* Task to complete
In the entries, find all lines that hold the word "bool" and copy them.

* The records
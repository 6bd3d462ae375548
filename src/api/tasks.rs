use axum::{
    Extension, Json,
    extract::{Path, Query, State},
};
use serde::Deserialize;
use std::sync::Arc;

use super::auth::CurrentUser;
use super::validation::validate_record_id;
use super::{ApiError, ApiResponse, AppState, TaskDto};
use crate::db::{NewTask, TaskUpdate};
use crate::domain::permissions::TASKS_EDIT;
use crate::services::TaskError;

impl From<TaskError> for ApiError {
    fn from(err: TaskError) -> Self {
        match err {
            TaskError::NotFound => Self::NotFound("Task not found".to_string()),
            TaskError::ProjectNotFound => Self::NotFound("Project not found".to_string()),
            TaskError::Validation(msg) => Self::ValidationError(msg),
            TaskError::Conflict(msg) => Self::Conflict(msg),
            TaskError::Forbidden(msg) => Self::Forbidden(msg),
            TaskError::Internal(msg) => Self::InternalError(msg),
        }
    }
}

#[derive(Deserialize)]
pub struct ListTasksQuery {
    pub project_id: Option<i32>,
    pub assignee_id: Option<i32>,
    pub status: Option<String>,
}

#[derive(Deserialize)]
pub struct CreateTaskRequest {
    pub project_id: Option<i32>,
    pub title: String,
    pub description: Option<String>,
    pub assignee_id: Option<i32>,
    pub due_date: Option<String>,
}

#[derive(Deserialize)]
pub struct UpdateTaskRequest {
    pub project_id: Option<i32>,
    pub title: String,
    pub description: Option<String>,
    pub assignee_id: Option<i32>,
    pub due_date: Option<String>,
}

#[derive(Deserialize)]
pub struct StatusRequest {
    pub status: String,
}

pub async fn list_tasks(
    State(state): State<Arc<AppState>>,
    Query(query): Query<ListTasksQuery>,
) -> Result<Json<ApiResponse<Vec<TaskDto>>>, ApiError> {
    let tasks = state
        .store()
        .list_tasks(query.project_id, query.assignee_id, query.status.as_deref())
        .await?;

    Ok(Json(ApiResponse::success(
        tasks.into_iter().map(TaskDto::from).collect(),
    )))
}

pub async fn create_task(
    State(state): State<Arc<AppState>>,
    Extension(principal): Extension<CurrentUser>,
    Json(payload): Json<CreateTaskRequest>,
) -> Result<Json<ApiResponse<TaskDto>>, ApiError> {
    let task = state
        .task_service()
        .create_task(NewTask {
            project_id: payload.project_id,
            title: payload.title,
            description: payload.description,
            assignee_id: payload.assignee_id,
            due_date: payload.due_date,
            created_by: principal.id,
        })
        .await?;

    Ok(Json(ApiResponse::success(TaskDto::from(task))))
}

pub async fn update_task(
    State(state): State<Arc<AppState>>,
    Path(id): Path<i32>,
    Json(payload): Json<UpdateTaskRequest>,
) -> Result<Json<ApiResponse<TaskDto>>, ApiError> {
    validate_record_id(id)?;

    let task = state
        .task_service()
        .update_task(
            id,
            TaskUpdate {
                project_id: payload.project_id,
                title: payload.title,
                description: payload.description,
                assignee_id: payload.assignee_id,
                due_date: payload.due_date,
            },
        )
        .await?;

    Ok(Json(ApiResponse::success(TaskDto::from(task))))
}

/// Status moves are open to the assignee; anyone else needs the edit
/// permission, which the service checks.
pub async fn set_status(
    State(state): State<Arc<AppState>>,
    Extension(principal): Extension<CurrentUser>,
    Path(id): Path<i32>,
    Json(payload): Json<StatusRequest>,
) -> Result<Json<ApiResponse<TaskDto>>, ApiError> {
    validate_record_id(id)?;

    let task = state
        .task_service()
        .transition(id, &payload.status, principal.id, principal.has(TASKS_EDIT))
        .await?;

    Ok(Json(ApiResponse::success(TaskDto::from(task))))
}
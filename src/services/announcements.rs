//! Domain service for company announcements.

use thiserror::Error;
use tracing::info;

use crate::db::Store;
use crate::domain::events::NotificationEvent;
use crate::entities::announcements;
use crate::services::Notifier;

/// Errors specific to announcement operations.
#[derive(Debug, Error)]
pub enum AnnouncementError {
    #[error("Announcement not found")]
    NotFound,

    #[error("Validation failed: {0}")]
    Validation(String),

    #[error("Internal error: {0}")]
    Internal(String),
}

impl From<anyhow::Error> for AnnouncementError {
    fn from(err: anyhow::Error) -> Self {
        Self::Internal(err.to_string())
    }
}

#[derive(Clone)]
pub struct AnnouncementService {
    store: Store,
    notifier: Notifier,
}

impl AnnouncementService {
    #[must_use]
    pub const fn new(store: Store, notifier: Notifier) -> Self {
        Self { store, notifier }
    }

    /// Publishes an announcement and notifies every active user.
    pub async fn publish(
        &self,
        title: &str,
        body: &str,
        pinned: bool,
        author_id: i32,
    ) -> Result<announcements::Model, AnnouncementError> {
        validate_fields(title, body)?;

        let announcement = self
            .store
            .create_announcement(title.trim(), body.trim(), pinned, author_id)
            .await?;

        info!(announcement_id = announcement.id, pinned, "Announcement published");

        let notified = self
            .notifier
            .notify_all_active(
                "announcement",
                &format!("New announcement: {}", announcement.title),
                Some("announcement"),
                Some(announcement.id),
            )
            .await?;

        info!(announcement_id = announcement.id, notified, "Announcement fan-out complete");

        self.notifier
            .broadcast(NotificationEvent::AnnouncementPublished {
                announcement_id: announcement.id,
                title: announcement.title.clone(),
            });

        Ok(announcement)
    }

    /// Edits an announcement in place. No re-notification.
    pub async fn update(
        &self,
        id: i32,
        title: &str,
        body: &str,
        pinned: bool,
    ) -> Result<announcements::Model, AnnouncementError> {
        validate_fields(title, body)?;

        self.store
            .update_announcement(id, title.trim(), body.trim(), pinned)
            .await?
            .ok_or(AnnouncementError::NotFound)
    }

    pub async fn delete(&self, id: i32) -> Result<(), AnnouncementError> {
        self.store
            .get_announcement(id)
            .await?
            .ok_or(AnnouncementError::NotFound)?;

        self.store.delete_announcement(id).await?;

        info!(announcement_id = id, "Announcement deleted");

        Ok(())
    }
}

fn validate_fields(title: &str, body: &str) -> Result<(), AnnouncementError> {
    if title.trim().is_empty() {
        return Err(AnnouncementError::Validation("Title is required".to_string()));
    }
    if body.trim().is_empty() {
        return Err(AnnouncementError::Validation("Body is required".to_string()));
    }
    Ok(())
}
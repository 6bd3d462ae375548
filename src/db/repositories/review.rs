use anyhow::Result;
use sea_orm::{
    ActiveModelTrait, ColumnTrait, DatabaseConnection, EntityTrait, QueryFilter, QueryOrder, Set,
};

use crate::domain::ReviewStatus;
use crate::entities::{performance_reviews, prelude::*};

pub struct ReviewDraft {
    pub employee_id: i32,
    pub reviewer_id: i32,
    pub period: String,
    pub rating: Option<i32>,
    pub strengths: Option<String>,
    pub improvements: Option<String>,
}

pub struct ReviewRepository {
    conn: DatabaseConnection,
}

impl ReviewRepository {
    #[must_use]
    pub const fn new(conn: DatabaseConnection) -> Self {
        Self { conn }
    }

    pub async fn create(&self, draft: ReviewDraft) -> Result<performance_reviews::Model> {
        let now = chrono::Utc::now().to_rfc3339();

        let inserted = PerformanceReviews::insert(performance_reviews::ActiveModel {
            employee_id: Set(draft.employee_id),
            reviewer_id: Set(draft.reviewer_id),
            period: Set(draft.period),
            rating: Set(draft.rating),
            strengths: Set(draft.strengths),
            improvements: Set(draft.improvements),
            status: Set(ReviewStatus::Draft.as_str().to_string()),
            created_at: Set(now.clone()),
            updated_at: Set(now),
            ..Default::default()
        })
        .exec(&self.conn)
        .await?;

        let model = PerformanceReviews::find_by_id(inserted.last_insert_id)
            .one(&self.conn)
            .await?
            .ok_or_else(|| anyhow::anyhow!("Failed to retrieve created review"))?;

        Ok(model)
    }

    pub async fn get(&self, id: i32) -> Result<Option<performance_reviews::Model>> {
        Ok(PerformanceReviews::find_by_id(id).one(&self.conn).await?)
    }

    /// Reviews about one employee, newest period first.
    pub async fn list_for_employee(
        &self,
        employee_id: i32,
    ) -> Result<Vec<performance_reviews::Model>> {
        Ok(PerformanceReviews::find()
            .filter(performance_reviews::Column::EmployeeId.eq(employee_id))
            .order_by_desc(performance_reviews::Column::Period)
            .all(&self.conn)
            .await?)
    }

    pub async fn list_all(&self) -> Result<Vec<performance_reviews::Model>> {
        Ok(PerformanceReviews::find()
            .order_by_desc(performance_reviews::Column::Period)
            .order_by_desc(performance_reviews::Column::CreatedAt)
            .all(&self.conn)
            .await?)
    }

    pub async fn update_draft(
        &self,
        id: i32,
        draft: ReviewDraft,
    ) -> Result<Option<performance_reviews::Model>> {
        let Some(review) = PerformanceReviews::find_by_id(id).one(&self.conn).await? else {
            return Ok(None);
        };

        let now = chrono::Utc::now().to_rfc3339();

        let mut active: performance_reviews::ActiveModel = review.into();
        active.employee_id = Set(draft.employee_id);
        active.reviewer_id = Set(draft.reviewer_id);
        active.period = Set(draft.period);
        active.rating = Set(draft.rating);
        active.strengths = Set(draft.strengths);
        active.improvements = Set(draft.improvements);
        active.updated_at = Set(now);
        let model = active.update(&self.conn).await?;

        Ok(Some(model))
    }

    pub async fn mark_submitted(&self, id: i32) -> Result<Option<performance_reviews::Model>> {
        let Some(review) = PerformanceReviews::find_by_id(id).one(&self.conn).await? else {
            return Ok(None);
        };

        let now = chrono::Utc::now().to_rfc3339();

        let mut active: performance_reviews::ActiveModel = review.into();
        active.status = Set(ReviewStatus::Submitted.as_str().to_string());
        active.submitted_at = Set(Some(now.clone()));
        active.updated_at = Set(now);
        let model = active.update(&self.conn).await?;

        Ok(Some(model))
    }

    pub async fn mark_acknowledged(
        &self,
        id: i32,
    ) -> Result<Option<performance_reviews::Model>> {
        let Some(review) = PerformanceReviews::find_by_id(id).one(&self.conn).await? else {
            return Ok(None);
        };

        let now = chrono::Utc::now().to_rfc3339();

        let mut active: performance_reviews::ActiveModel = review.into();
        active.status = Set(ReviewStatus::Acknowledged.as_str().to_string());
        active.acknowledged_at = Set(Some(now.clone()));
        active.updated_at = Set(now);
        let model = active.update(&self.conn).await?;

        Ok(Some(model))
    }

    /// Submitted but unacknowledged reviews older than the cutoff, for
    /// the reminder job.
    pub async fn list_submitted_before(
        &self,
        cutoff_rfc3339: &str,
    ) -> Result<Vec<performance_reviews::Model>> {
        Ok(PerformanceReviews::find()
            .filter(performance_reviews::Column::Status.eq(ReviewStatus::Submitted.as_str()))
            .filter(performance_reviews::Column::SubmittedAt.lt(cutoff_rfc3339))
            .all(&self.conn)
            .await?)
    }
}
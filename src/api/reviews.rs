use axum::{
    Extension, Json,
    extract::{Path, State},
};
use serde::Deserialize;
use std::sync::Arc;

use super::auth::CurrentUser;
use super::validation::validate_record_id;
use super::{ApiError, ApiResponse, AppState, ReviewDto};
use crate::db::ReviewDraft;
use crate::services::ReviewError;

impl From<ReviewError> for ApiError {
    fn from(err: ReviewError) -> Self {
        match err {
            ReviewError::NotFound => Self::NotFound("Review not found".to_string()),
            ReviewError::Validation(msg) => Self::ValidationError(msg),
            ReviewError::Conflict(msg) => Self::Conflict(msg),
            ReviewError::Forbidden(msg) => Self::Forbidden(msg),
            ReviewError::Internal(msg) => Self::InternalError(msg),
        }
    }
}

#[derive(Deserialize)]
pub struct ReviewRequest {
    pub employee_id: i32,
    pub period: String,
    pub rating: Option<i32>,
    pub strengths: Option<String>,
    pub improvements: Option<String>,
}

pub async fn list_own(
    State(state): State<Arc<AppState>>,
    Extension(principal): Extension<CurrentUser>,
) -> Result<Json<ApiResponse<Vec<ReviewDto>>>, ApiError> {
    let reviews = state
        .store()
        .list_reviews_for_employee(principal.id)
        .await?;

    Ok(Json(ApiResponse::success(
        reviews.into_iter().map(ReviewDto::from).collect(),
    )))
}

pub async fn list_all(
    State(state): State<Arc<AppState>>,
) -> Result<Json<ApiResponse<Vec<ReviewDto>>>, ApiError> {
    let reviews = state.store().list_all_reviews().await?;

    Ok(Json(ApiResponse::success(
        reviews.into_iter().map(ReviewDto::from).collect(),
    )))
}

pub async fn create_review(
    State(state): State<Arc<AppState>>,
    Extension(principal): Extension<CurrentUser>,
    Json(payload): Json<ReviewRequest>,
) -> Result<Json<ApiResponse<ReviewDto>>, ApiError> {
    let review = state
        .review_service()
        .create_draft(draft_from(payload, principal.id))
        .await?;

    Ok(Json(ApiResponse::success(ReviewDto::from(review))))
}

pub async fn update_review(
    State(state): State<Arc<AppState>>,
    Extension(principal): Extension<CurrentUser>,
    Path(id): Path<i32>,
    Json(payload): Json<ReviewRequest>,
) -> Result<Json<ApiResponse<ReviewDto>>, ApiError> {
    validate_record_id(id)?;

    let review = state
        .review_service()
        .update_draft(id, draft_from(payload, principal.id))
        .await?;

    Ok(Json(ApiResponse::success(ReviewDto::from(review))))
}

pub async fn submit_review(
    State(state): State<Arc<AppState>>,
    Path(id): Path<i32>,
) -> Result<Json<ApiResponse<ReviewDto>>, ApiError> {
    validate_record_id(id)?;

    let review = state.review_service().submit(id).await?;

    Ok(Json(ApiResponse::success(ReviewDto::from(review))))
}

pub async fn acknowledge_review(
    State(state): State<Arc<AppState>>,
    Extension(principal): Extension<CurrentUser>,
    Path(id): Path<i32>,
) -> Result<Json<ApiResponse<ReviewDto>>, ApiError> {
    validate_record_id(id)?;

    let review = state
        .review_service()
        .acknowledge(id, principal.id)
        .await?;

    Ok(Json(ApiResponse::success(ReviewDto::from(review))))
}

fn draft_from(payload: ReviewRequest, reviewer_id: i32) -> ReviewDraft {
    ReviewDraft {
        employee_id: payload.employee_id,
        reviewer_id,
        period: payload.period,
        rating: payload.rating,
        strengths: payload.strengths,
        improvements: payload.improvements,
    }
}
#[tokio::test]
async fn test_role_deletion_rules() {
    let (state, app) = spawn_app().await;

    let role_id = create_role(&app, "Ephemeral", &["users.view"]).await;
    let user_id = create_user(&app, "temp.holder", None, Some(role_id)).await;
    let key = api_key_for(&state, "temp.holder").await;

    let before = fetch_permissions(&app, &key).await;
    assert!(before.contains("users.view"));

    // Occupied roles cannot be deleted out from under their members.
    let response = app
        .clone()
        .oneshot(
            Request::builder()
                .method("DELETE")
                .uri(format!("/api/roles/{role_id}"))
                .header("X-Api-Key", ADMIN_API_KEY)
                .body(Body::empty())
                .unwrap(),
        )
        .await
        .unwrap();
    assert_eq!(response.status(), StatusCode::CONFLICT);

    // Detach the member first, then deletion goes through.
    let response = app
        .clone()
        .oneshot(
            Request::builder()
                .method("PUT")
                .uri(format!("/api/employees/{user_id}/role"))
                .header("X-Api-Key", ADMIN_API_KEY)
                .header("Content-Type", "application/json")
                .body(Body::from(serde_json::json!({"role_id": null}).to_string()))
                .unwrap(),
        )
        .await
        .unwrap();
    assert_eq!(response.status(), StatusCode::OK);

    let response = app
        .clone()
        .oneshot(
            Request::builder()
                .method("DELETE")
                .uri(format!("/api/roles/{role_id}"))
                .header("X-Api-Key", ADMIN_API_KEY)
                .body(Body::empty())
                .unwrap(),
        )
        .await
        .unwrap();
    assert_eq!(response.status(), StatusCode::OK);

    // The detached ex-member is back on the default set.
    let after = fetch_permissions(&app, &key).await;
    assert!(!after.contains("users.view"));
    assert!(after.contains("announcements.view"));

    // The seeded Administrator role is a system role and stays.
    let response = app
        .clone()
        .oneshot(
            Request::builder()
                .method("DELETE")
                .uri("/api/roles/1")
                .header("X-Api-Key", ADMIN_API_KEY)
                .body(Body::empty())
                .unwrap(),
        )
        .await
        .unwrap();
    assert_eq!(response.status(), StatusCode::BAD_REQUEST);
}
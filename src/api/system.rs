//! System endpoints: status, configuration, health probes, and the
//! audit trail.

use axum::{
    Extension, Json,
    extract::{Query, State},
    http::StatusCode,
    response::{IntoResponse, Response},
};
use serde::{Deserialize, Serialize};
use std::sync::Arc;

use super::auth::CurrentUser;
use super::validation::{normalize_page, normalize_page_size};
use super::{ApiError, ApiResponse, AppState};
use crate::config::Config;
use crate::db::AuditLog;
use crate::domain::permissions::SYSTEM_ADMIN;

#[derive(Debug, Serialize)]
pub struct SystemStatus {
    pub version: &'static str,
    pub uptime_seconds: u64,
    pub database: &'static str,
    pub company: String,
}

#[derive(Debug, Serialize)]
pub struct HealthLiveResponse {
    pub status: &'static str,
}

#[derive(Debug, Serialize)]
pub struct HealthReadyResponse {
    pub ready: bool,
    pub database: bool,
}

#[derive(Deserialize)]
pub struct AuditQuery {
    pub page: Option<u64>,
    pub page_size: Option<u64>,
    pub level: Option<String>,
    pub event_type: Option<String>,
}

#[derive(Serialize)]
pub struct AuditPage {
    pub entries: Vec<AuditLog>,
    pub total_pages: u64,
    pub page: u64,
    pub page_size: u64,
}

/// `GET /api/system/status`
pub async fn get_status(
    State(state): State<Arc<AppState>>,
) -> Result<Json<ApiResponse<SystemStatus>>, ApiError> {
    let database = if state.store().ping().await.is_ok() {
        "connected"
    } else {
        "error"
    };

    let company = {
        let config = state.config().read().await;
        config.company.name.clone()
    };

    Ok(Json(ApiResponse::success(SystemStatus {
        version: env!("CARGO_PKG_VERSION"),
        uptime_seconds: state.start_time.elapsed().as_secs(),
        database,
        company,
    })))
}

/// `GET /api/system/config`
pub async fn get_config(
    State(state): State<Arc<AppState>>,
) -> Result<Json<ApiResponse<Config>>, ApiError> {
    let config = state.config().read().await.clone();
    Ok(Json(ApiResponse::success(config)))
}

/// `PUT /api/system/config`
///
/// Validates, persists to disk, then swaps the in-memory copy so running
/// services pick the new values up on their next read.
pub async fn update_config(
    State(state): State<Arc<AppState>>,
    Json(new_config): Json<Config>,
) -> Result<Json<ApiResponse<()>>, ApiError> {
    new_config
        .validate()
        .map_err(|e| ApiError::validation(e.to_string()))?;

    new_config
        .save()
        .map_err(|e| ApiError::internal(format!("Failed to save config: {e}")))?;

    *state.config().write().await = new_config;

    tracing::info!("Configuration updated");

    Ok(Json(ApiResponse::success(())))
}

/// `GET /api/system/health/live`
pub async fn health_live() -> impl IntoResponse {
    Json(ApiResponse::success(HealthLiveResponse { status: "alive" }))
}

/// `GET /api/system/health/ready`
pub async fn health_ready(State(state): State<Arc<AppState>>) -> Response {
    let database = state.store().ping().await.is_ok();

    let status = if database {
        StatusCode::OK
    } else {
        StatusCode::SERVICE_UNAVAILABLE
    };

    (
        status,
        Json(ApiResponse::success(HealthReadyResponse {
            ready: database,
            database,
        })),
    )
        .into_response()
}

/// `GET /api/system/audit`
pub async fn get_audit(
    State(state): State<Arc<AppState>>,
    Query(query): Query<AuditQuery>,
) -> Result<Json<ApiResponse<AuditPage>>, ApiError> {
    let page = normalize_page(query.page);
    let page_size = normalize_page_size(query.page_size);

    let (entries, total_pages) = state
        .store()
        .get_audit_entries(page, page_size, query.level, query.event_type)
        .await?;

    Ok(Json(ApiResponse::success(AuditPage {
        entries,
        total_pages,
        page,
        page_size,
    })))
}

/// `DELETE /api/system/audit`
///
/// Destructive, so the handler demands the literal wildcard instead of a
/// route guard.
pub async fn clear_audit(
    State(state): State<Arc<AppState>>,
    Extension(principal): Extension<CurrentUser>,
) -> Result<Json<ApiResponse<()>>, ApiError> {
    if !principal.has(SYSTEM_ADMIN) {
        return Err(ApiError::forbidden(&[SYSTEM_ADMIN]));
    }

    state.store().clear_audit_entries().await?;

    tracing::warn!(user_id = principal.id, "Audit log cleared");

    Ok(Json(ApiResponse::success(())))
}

* Exercise output
        pinned: bool,
        pinned: bool,
    pub ready: bool,
    pub database: bool,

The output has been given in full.